** Opening SUPPLIED INFORMATION block **

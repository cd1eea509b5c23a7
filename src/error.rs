//! Error taxonomy
//!
//! Every failure surfaced by the resolver, fetcher, dispatcher and projectors
//! is one of these variants. They bubble unmodified to the command layer.

use thiserror::Error;

#[derive(Error, Debug)]
pub enum SpinupError {
    /// Malformed command-line input; no network call was made.
    #[error("{0}")]
    Input(String),

    /// Resource absent from every searched space, or a 404 from the backend.
    #[error("{0}")]
    NotFound(String),

    /// Non-2xx response to a GET.
    #[error("error getting resource details: {status}")]
    Fetch { status: String, endpoint: String },

    /// Non-2xx response to a PUT.
    #[error("error updating resource: {status}")]
    Update { status: String, endpoint: String },

    /// Response body (or a derived field) could not be decoded.
    #[error("failed decoding {what}: {message}")]
    Decode { what: String, message: String },

    /// Transport failure before any status was received.
    #[error("request to {endpoint} failed: {source}")]
    Transport {
        endpoint: String,
        #[source]
        source: reqwest::Error,
    },

    #[error("unsupported resource kind: {0}")]
    UnsupportedKind(String),

    /// Duplicate name in an environment or secrets array.
    #[error("name collision mapping {field}: {name}")]
    NameCollision { field: &'static str, name: String },

    #[error("invalid configuration: {0}")]
    Config(String),

    #[error("{0}")]
    Auth(String),
}

impl SpinupError {
    pub fn input(msg: impl Into<String>) -> Self {
        Self::Input(msg.into())
    }

    pub fn decode(what: impl Into<String>, err: impl std::fmt::Display) -> Self {
        Self::Decode {
            what: what.into(),
            message: err.to_string(),
        }
    }

    /// True for errors the user can fix by changing their input.
    pub fn is_input(&self) -> bool {
        matches!(self, Self::Input(_))
    }
}

pub type Result<T> = std::result::Result<T, SpinupError>;
//! Name/value array mapping and secret-name substitution

use crate::error::{Result, SpinupError};
use crate::spinup::container::{NameValue, NameValueFrom};
use crate::spinup::secret::Secret;
use std::collections::btree_map::Entry;
use std::collections::BTreeMap;

fn insert_unique(
    out: &mut BTreeMap<String, String>,
    field: &'static str,
    name: &str,
    value: &str,
) -> Result<()> {
    match out.entry(name.to_string()) {
        Entry::Occupied(_) => Err(SpinupError::NameCollision {
            field,
            name: name.to_string(),
        }),
        Entry::Vacant(slot) => {
            slot.insert(value.to_string());
            Ok(())
        }
    }
}

/// Environment array to a map; a repeated name is an error
pub fn map_name_values(input: &[NameValue]) -> Result<BTreeMap<String, String>> {
    let mut out = BTreeMap::new();
    for nv in input {
        insert_unique(&mut out, "name value", &nv.name, &nv.value)?;
    }
    Ok(out)
}

/// Secrets array to a map of name to ARN; a repeated name is an error
pub fn map_name_value_froms(input: &[NameValueFrom]) -> Result<BTreeMap<String, String>> {
    let mut out = BTreeMap::new();
    for nv in input {
        insert_unique(&mut out, "name valuefrom", &nv.name, &nv.value_from)?;
    }
    Ok(out)
}

/// Container secrets keyed by name, with every ARN that belongs to a known
/// space secret replaced by that secret's name. Unknown ARNs are kept.
pub fn map_secrets(
    container_secrets: &[NameValueFrom],
    space_secrets: &[Secret],
) -> Result<BTreeMap<String, String>> {
    let mut mapped = map_name_value_froms(container_secrets)?;
    for secret in space_secrets.iter().filter(|s| !s.arn.is_empty()) {
        for value in mapped.values_mut() {
            if *value == secret.arn {
                *value = secret.name.clone();
            }
        }
    }
    Ok(mapped)
}
//! Kind Dispatch
//!
//! Routes a fetched resource to the projector for its kind. Kind-specific
//! backend endpoints only exist for live resources, so every path goes
//! through the lifecycle gate first.

use super::summary::to_json;
use super::{container, database, server, storage};
use crate::error::{Result, SpinupError};
use crate::spinup::resource::Resource;
use crate::spinup::SpinupClient;
use serde::Serialize;
use serde_json::Value;
use std::fmt;

/// Lifecycle states with kind-specific detail behind them
pub const LIVE_STATES: [&str; 3] = ["created", "creating", "deleting"];

pub fn is_live(status: &str) -> bool {
    LIVE_STATES.contains(&status)
}

#[derive(Debug, Clone, Copy, PartialEq, Eq)]
pub enum Kind {
    Container,
    Database,
    Server,
    Storage,
}

impl Kind {
    /// Kind of a resource from its type tag
    pub fn of(resource: &Resource) -> Result<Kind> {
        match resource.kind_tag() {
            "container" => Ok(Kind::Container),
            "db" | "database" => Ok(Kind::Database),
            "server" => Ok(Kind::Server),
            "storage" => Ok(Kind::Storage),
            other => Err(SpinupError::UnsupportedKind(if other.is_empty() {
                format!("resource {} has no type tag", resource.name)
            } else {
                other.to_string()
            })),
        }
    }

    pub fn as_str(&self) -> &'static str {
        match self {
            Kind::Container => "container",
            Kind::Database => "database",
            Kind::Server => "server",
            Kind::Storage => "storage",
        }
    }
}

impl fmt::Display for Kind {
    fn fmt(&self, f: &mut fmt::Formatter<'_>) -> fmt::Result {
        f.write_str(self.as_str())
    }
}

/// Which view of a resource to render
#[derive(Debug, Clone, Copy, PartialEq, Eq, Default)]
pub enum Projection {
    #[default]
    Summary,
    Details,
    /// Container service events
    Events,
    /// Container running tasks
    Tasks,
}

/// Minimal view of a resource that is not live
#[derive(Debug, Clone, PartialEq, Serialize)]
pub struct StatusView {
    pub id: String,
    pub name: String,
    pub status: String,
    pub space_id: String,
}

impl StatusView {
    pub fn of(resource: &Resource) -> Self {
        Self {
            id: resource.id.to_string(),
            name: resource.name.clone(),
            status: resource.status.clone(),
            space_id: resource.space_id.to_string(),
        }
    }
}

/// Fail unless `resource` is of the `expected` kind
pub fn expect_kind(resource: &Resource, expected: Kind) -> Result<()> {
    let actual = Kind::of(resource)?;
    if actual != expected {
        return Err(SpinupError::input(format!(
            "{} is a {} resource, not a {}",
            resource.name, actual, expected
        )));
    }
    Ok(())
}

/// Render `projection` of `resource`.
pub async fn project(
    client: &SpinupClient,
    resource: &Resource,
    projection: Projection,
) -> Result<Value> {
    if !is_live(&resource.status) {
        tracing::info!(
            "{} is {}, skipping {} lookup",
            resource.name,
            resource.status,
            resource.kind_tag()
        );
        return to_json(&StatusView::of(resource));
    }

    let kind = Kind::of(resource)?;
    tracing::debug!("dispatching {} as {} ({:?})", resource.name, kind, projection);

    match (kind, projection) {
        (Kind::Container, Projection::Summary) => container::summary(client, resource).await,
        (Kind::Container, Projection::Details) => container::details(client, resource).await,
        (Kind::Container, Projection::Events) => container::events(client, resource).await,
        (Kind::Container, Projection::Tasks) => container::tasks(client, resource).await,
        (Kind::Database, Projection::Summary) => database::summary(client, resource).await,
        (Kind::Database, Projection::Details) => database::details(client, resource).await,
        (Kind::Server, Projection::Summary) => server::summary(client, resource).await,
        (Kind::Server, Projection::Details) => server::details(client, resource).await,
        (Kind::Storage, Projection::Summary) => storage::summary(client, resource).await,
        (Kind::Storage, Projection::Details) => storage::details(client, resource).await,
        (kind, projection) => Err(SpinupError::input(format!(
            "{:?} is only available for container resources, not {}",
            projection, kind
        ))),
    }
}

#[cfg(test)]
mod tests {
    use super::*;
    use serde_json::json;

    fn resource(v: Value) -> Resource {
        serde_json::from_value(v).unwrap()
    }

    #[test]
    fn test_kind_from_tag() {
        let cases = [
            ("container", Kind::Container),
            ("db", Kind::Database),
            ("database", Kind::Database),
            ("server", Kind::Server),
            ("storage", Kind::Storage),
        ];
        for (tag, kind) in cases {
            assert_eq!(Kind::of(&resource(json!({"is_a": tag}))).unwrap(), kind);
        }
    }

    #[test]
    fn test_unknown_kind() {
        let err = Kind::of(&resource(json!({"is_a": "queue"}))).unwrap_err();
        assert!(matches!(err, SpinupError::UnsupportedKind(_)));
        assert!(Kind::of(&resource(json!({"name": "x"}))).is_err());
    }

    #[test]
    fn test_lifecycle_gate() {
        assert!(is_live("created"));
        assert!(is_live("creating"));
        assert!(is_live("deleting"));
        assert!(!is_live("failed"));
        assert!(!is_live("pending_delete"));
        assert!(!is_live(""));
    }

    #[test]
    fn test_status_view_shape() {
        let r = resource(json!({"id": 7, "name": "web", "status": "failed", "space_id": "3"}));
        assert_eq!(
            to_json(&StatusView::of(&r)).unwrap(),
            json!({"id": "7", "name": "web", "status": "failed", "space_id": "3"})
        );
    }

    #[test]
    fn test_expect_kind() {
        let r = resource(json!({"name": "web", "is_a": "container"}));
        assert!(expect_kind(&r, Kind::Container).is_ok());
        assert!(expect_kind(&r, Kind::Server).unwrap_err().is_input());
    }
}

** Closing SUPPLIED INFORMATION block **

— WHAT TO PRODUCE —
Looking at the entries above, can you reproduce exactly the lines from the one that holds "(Kind::Container, Projection::Events) =>" through the one that holds "serde_json::from_value(v).unwrap()", and only those?

— SOLUTION TO THE EXERCISE —
        (Kind::Container, Projection::Events) => container::events(client, resource).await,
        (Kind::Container, Projection::Tasks) => container::tasks(client, resource).await,
        (Kind::Database, Projection::Summary) => database::summary(client, resource).await,
        (Kind::Database, Projection::Details) => database::details(client, resource).await,
        (Kind::Server, Projection::Summary) => server::summary(client, resource).await,
        (Kind::Server, Projection::Details) => server::details(client, resource).await,
        (Kind::Storage, Projection::Summary) => storage::summary(client, resource).await,
        (Kind::Storage, Projection::Details) => storage::details(client, resource).await,
        (kind, projection) => Err(SpinupError::input(format!(
            "{:?} is only available for container resources, not {}",
            projection, kind
        ))),
    }
}

#[cfg(test)]
mod tests {
    use super::*;
    use serde_json::json;

    fn resource(v: Value) -> Resource {
        serde_json::from_value(v).unwrap()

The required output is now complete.